→ REQUIRED ACTION: From the records that follow, copy every line in which "Output" appears.

→ MATERIAL FOR THE TASK:
// src/exec/backend.rs

//! Pluggable executor backend abstraction.
//!
//! The runtime talks to an `ExecutorBackend` instead of a raw mpsc sender,
//! so tests can swap in a fake that completes tasks without spawning
//! processes while production uses [`RealExecutorBackend`].

use std::future::Future;
use std::pin::Pin;
use std::sync::Arc;

use tokio::sync::mpsc;

use crate::dag::ScheduledTask;
use crate::engine::RuntimeEvent;
use crate::errors::{Error, Result};
use crate::fs::FileSystem;

use super::executor_loop::spawn_executor;

/// Trait abstracting how scheduled tasks are executed.
pub trait ExecutorBackend: Send {
    /// Dispatch the given tasks for execution.
    ///
    /// The implementation is free to:
    /// - spawn OS processes (production)
    /// - simulate completion and emit `RuntimeEvent`s (tests)
    fn spawn_ready_tasks(
        &mut self,
        tasks: Vec<ScheduledTask>,
    ) -> Pin<Box<dyn Future<Output = Result<()>> + Send + '_>>;
}

/// Real executor backend used in production.
///
/// Wraps the background loop in [`spawn_executor`]; `spawn_ready_tasks`
/// forwards tasks to it over an mpsc channel.
pub struct RealExecutorBackend {
    tx: mpsc::Sender<ScheduledTask>,
}

impl RealExecutorBackend {
    /// Create the backend and spawn the background executor loop, bounded
    /// to `jobs` concurrently running actions.
    pub fn new(
        runtime_tx: mpsc::Sender<RuntimeEvent>,
        jobs: usize,
        fs: Arc<dyn FileSystem>,
    ) -> Self {
        let tx = spawn_executor(runtime_tx, jobs, fs);
        Self { tx }
    }
}

impl ExecutorBackend for RealExecutorBackend {
    fn spawn_ready_tasks(
        &mut self,
        tasks: Vec<ScheduledTask>,
    ) -> Pin<Box<dyn Future<Output = Result<()>> + Send + '_>> {
        // Clone the sender so the future doesn't borrow `self` across `await`.
        let tx = self.tx.clone();

        Box::pin(async move {
            for task in tasks {
                tx.send(task).await.map_err(Error::from)?;
            }
            Ok(())
        })
    }
}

→ ANSWER FOR THE TASK:
    ) -> Pin<Box<dyn Future<Output = Result<()>> + Send + '_>>;
    ) -> Pin<Box<dyn Future<Output = Result<()>> + Send + '_>> {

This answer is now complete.